The Science Behind Eating

While our ancestors ate for survival, we have a lot of reasons to eat these days. Aside from being hungry, we may eat because we’re angry, bored, stressed, depressed, watching a movie, busy, not busy enough or with friends (the list goes on).There are five brain chemicals that influence our emotions, when we eat, what we eat, and how much of it.

Norepinephrine:

the “fight-or-flight” hormone. It literally told our ancestors whether they should fight off a predator or run away.

Serotonin:

This neurotransmitter makes you feel good. It’s a major target of antidepressant drugs.

Dopamine:

This neurotransmitter’s pleasure-and-reward system is sensitive to addictions. It helps you feel no pain.

GABA:

Also known as gamma-aminobutyric acid, this amino acid makes you feel like a zombie. It’s one of the ways anesthesia may work to decrease your responsiveness to the world.

Nitric oxide:

This is the meditation-like chemical that calms you. This neuropeptide is usually a very short-lived gas that relaxes the blood vessels of the body.

So how do all these chemicals work to determine if you choose an apple or slice of apple pie? When your serotonin transmitters fire signals, they tell your brain you feel good. But when the brain takes the serotonin and starts breaking it down, that oh-so-good feeling you’ve been experiencing will disappear.

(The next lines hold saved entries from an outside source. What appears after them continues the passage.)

//! Clock abstractions used by the circuit breaker's cooldown timing.

use std::sync::atomic::{AtomicU64, Ordering};
use std::sync::Arc;
use std::time::{Duration, Instant};

/// Clock abstraction so timing can be faked in tests.
pub trait Clock: Send + Sync + std::fmt::Debug {
    /// Milliseconds elapsed since an arbitrary, fixed origin.
    fn now_millis(&self) -> u64;
}

/// Monotonic clock backed by `Instant::now()`.
///
/// Notes: resets when the process restarts, which matches breaker state (never persisted).
#[derive(Debug, Clone)]
pub struct MonotonicClock {
    start: Instant,
}

impl Default for MonotonicClock {
    fn default() -> Self {
        Self { start: Instant::now() }
    }
}

impl Clock for MonotonicClock {
    fn now_millis(&self) -> u64 {
        u64::try_from(self.start.elapsed().as_millis()).unwrap_or(u64::MAX)
    }
}

/// Hand-driven clock for deterministic state-machine tests.
///
/// Clones share the same time source, so a test can keep one handle and give another to a
/// breaker.
///
/// ```
/// use backstop::{Clock, ManualClock};
/// use std::time::Duration;
///
/// let clock = ManualClock::new();
/// clock.advance(Duration::from_millis(250));
/// assert_eq!(clock.now_millis(), 250);
/// ```
#[derive(Debug, Clone, Default)]
pub struct ManualClock {
    now: Arc<AtomicU64>,
}

impl ManualClock {
    /// Clock starting at t=0.
    pub fn new() -> Self {
        Self::default()
    }

    /// Clock starting at the given millisecond offset.
    pub fn starting_at(millis: u64) -> Self {
        Self { now: Arc::new(AtomicU64::new(millis)) }
    }

    /// Move time forward.
    pub fn advance(&self, by: Duration) {
        let millis = u64::try_from(by.as_millis()).unwrap_or(u64::MAX);
        let _ = self
            .now
            .fetch_update(Ordering::SeqCst, Ordering::SeqCst, |now| Some(now.saturating_add(millis)));
    }

    /// Jump to an absolute time. Moving backwards is allowed; breakers saturate elapsed time at 0.
    pub fn set_millis(&self, millis: u64) {
        self.now.store(millis, Ordering::SeqCst);
    }
}

impl Clock for ManualClock {
    fn now_millis(&self) -> u64 {
        self.now.load(Ordering::SeqCst)
    }
}
use std::fmt;
use std::sync::Arc;
use std::time::Duration;

#[cfg(feature = "telemetry-json")]
use serde_json::json;

/// Policy events emitted during execution.
///
/// Events describe what the policies did; they never influence control flow.
#[derive(Debug, Clone, PartialEq, Eq)]
pub enum PolicyEvent {
    /// Retry executor events, labelled with the operation being retried.
    Retry { operation: Arc<str>, event: RetryEvent },
    /// Circuit breaker events, labelled with the breaker's resource name.
    CircuitBreaker { breaker: Arc<str>, event: CircuitBreakerEvent },
}

/// Events emitted by the retry executor.
#[derive(Debug, Clone, Copy, PartialEq, Eq)]
pub enum RetryEvent {
    /// A retry is about to be made.
    ///
    /// Emitted before sleeping.
    Attempt {
        /// The retry number (1-indexed; the initial call is not a retry)
        attempt: usize,
        /// The backoff delay before this retry
        delay: Duration,
    },
    /// The retry budget is spent and the last attempt still failed.
    Exhausted {
        /// Total number of invocations made
        total_attempts: usize,
        /// Total time spent in backoff
        total_delay: Duration,
    },
}

/// Events emitted by circuit breakers.
#[derive(Debug, Clone, Copy, PartialEq, Eq)]
pub enum CircuitBreakerEvent {
    /// Circuit tripped to open. Calls are rejected until the reset timeout elapses.
    Opened {
        /// Consecutive failure count at the moment of the trip
        failure_count: usize,
    },
    /// Cooldown elapsed; a probe call is being let through.
    HalfOpen,
    /// Enough probes succeeded; normal operation resumes.
    Closed,
    /// Forced back to closed by an operator.
    Reset,
}

impl PolicyEvent {
    /// Severity this event should be logged at.
    pub fn level(&self) -> tracing::Level {
        match self {
            PolicyEvent::Retry { event: RetryEvent::Attempt { .. }, .. } => tracing::Level::INFO,
            PolicyEvent::Retry { event: RetryEvent::Exhausted { .. }, .. } => tracing::Level::WARN,
            PolicyEvent::CircuitBreaker { event: CircuitBreakerEvent::Opened { .. }, .. } => {
                tracing::Level::ERROR
            }
            PolicyEvent::CircuitBreaker { .. } => tracing::Level::INFO,
        }
    }

    /// Short human-readable description.
    pub fn message(&self) -> &'static str {
        match self {
            PolicyEvent::Retry { event: RetryEvent::Attempt { .. }, .. } => "retrying operation",
            PolicyEvent::Retry { event: RetryEvent::Exhausted { .. }, .. } => "retries exhausted",
            PolicyEvent::CircuitBreaker { event, .. } => match event {
                CircuitBreakerEvent::Opened { .. } => "circuit breaker opened",
                CircuitBreakerEvent::HalfOpen => "circuit breaker half-open",
                CircuitBreakerEvent::Closed => "circuit breaker closed",
                CircuitBreakerEvent::Reset => "circuit breaker reset",
            },
        }
    }

    /// Name of the operation or breaker that emitted the event.
    pub fn source(&self) -> &str {
        match self {
            PolicyEvent::Retry { operation, .. } => operation,
            PolicyEvent::CircuitBreaker { breaker, .. } => breaker,
        }
    }
}

impl fmt::Display for PolicyEvent {
    fn fmt(&self, f: &mut fmt::Formatter<'_>) -> fmt::Result {
        match self {
            PolicyEvent::Retry { operation, event } => write!(f, "Retry[{}]::{}", operation, event),
            PolicyEvent::CircuitBreaker { breaker, event } => {
                write!(f, "CircuitBreaker[{}]::{}", breaker, event)
            }
        }
    }
}

impl fmt::Display for RetryEvent {
    fn fmt(&self, f: &mut fmt::Formatter<'_>) -> fmt::Result {
        match self {
            RetryEvent::Attempt { attempt, delay } => {
                write!(f, "Attempt(#{}, delay={:?})", attempt, delay)
            }
            RetryEvent::Exhausted { total_attempts, total_delay } => {
                write!(f, "Exhausted(attempts={}, delay={:?})", total_attempts, total_delay)
            }
        }
    }
}

impl fmt::Display for CircuitBreakerEvent {
    fn fmt(&self, f: &mut fmt::Formatter<'_>) -> fmt::Result {
        match self {
            CircuitBreakerEvent::Opened { failure_count } => {
                write!(f, "Opened(failures={})", failure_count)
            }
            CircuitBreakerEvent::HalfOpen => write!(f, "HalfOpen"),
            CircuitBreakerEvent::Closed => write!(f, "Closed"),
            CircuitBreakerEvent::Reset => write!(f, "Reset"),
        }
    }
}

#[cfg_attr(not(feature = "telemetry-json"), allow(dead_code))]
#[inline]
fn clamp_u64(val: u128) -> u64 {
    val.min(u128::from(u64::MAX)) as u64
}

/// Convert a PolicyEvent into a JSON value for sinks.
#[cfg(feature = "telemetry-json")]
pub fn event_to_json(event: &PolicyEvent) -> serde_json::Value {
    let level = event.level().to_string();
    match event {
        PolicyEvent::Retry { operation, event } => match event {
            RetryEvent::Attempt { attempt, delay } => json!({
                "kind": "retry_attempt",
                "level": level,
                "operation": operation.as_ref(),
                "attempt": *attempt,
                "delay_ms": clamp_u64(delay.as_millis()),
            }),
            RetryEvent::Exhausted { total_attempts, total_delay } => json!({
                "kind": "retry_exhausted",
                "level": level,
                "operation": operation.as_ref(),
                "attempts": *total_attempts,
                "delay_ms": clamp_u64(total_delay.as_millis()),
            }),
        },
        PolicyEvent::CircuitBreaker { breaker, event } => match event {
            CircuitBreakerEvent::Opened { failure_count } => json!({
                "kind": "circuit_opened",
                "level": level,
                "breaker": breaker.as_ref(),
                "failures": *failure_count,
            }),
            CircuitBreakerEvent::HalfOpen => {
                json!({ "kind": "circuit_half_open", "level": level, "breaker": breaker.as_ref() })
            }
            CircuitBreakerEvent::Closed => {
                json!({ "kind": "circuit_closed", "level": level, "breaker": breaker.as_ref() })
            }
            CircuitBreakerEvent::Reset => {
                json!({ "kind": "circuit_reset", "level": level, "breaker": breaker.as_ref() })
            }
        },
    }
}
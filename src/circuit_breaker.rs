//! Circuit breaker guarding one protected resource.
//!
//! State machine:
//!
//! ```text
//! Closed ──[failure_threshold failures]──────────> Open
//!   ▲                                               │
//!   │                                               │ [reset_timeout since last failure]
//!   │                                               ▼
//!   └──[half_open_trial_count probe successes]── HalfOpen
//!                       [any failure] ────────────> Open
//! ```
//!
//! - A success while `Closed` forgives one failure (the count decrements by one, never below
//!   zero) instead of resetting it.
//! - `HalfOpen` admits one probe at a time. Concurrent callers fail fast while a probe is in
//!   flight, so only one call ever tests a recovering resource.
//! - Every check-and-transition runs under one mutex; outcomes are applied in completion order.
//! - Clones share state. Construct one breaker per protected resource and hand clones to
//!   whoever calls it, or keep them in a [`CircuitBreakerRegistry`](crate::CircuitBreakerRegistry).

use crate::clock::{Clock, MonotonicClock};
use crate::telemetry::{CircuitBreakerEvent, NullSink, PolicyEvent, TelemetrySink};
use crate::ResilienceError;
use std::fmt;
use std::future::Future;
use std::sync::{Arc, Mutex, MutexGuard, PoisonError};
use std::time::Duration;

/// Current state of the circuit breaker.
#[derive(Debug, Clone, Copy, PartialEq, Eq, Hash)]
#[cfg_attr(feature = "serde", derive(serde::Serialize, serde::Deserialize))]
#[cfg_attr(feature = "serde", serde(rename_all = "snake_case"))]
pub enum CircuitState {
    /// Normal operating mode.
    Closed,
    /// Short-circuits calls until the reset timeout elapses.
    Open,
    /// Probe mode: single calls test whether the resource recovered.
    HalfOpen,
}

impl fmt::Display for CircuitState {
    fn fmt(&self, f: &mut fmt::Formatter<'_>) -> fmt::Result {
        f.write_str(match self {
            CircuitState::Closed => "closed",
            CircuitState::Open => "open",
            CircuitState::HalfOpen => "half_open",
        })
    }
}
//! Tarncbor: the CBOR subset that carries Tarn's binary expression encoding.
//!
//! This crate implements exactly the slice of RFC 8949 that the Tarn binary
//! format produces: arbitrary-precision integers, definite-length byte and
//! text strings, definite-length arrays and maps, booleans, null, and three
//! IEEE-754 float widths. Everything else the general format allows
//! (semantic tags, indefinite lengths, the simple-value extension, the
//! break code) is rejected with a typed error rather than tolerated.
//!
//! The decoder is deliberately flat: [`Decoder::next_token`] consumes one
//! item header plus any self-contained payload and reports a [`Token`].
//! Array and map tokens carry only the announced count; walking container
//! bodies is the caller's job. This keeps expression-level conventions out
//! of the byte layer entirely — see the `tarnexpr` crate for the tree
//! builder that sits on top.
//!
//! Examples
//! ```
//! use tarncbor::{Decoder, Token};
//!
//! // 0x83 opens a three-element array; only the count is reported.
//! let mut decoder = Decoder::from_bytes(&[0x83, 0x01, 0x18, 0x2a, 0xf5]);
//! assert!(matches!(decoder.next_token(), Ok(Token::Array(n)) if n == 3u8.into()));
//! assert!(matches!(decoder.next_token(), Ok(Token::Unsigned(n)) if n == 1u8.into()));
//! assert!(matches!(decoder.next_token(), Ok(Token::Unsigned(n)) if n == 42u8.into()));
//! assert_eq!(decoder.next_token(), Ok(Token::True));
//! ```

/// The token decoder and its header-and-payload layout rules.
pub mod decode;
/// Failure taxonomy shared by the source and the decoder.
pub mod error;
/// Sequential cursors over immutable byte buffers.
pub mod source;
/// The typed primitive tokens reported by the decoder.
pub mod token;

pub use decode::Decoder;
pub use error::{DecodeError, UnsupportedConstruct};
pub use source::{ByteSource, SliceSource};
pub use token::{ByteBuf, Token, TokenKind};
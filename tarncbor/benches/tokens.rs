use criterion::{Criterion, black_box, criterion_group, criterion_main};
use rand::{Rng, SeedableRng};
use rand_chacha::ChaCha20Rng;
use tarncbor::Decoder;

fn encode_unsigned(value: u64, out: &mut Vec<u8>) {
    match value {
        0..=23 => out.push(value as u8),
        24..=0xff => {
            out.push(0x18);
            out.push(value as u8);
        }
        0x100..=0xffff => {
            out.push(0x19);
            out.extend_from_slice(&(value as u16).to_be_bytes());
        }
        0x1_0000..=0xffff_ffff => {
            out.push(0x1a);
            out.extend_from_slice(&(value as u32).to_be_bytes());
        }
        _ => {
            out.push(0x1b);
            out.extend_from_slice(&value.to_be_bytes());
        }
    }
}

/// A flat, well-formed stream mixing the token kinds an expression body
/// actually produces. Seeded for determinism across runs.
fn token_soup(count: usize) -> Vec<u8> {
    let mut rng = ChaCha20Rng::seed_from_u64(0x42);
    let mut out = Vec::new();
    for _ in 0..count {
        match rng.random_range(0..5) {
            0 => encode_unsigned(rng.random_range(0..=u64::MAX), &mut out),
            1 => {
                out.push(0xfb);
                out.extend_from_slice(&rng.random::<f64>().to_be_bytes());
            }
            2 => {
                // "field-name": ten bytes of text.
                out.push(0x6a);
                out.extend_from_slice(b"field-name");
            }
            3 => out.push(if rng.random_bool(0.5) { 0xf5 } else { 0xf4 }),
            _ => {
                out.push(0xf9);
                out.extend_from_slice(&[0x3c, 0x00]);
            }
        }
    }
    out
}

fn bench_tokens(c: &mut Criterion) {
    let bytes = token_soup(4096);

    c.bench_function("decode_token_soup", |b| {
        b.iter(|| {
            let mut decoder = Decoder::from_bytes(black_box(&bytes));
            let mut decoded = 0usize;
            while let Ok(token) = decoder.next_token() {
                black_box(&token);
                decoded += 1;
            }
            decoded
        })
    });
}

criterion_group!(benches, bench_tokens);
criterion_main!(benches);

For many of us, we want to choose a food that will quickly make you feel good, to counteract this drop. Which foods will give you this rush? Anything with lots of sugar will give you a jolt and stimulate the release of serotonin. The chemical downfall can make you anxious and seek simple carbs.Knowing how your emotions affect your brain chemistry and food cravings will help you have more control over your food choices.

The goal is to keep your feel-good hormones stable. This way you’re consistently satisfied without the hormonal highs and lows that could make you lose control of your beautiful body.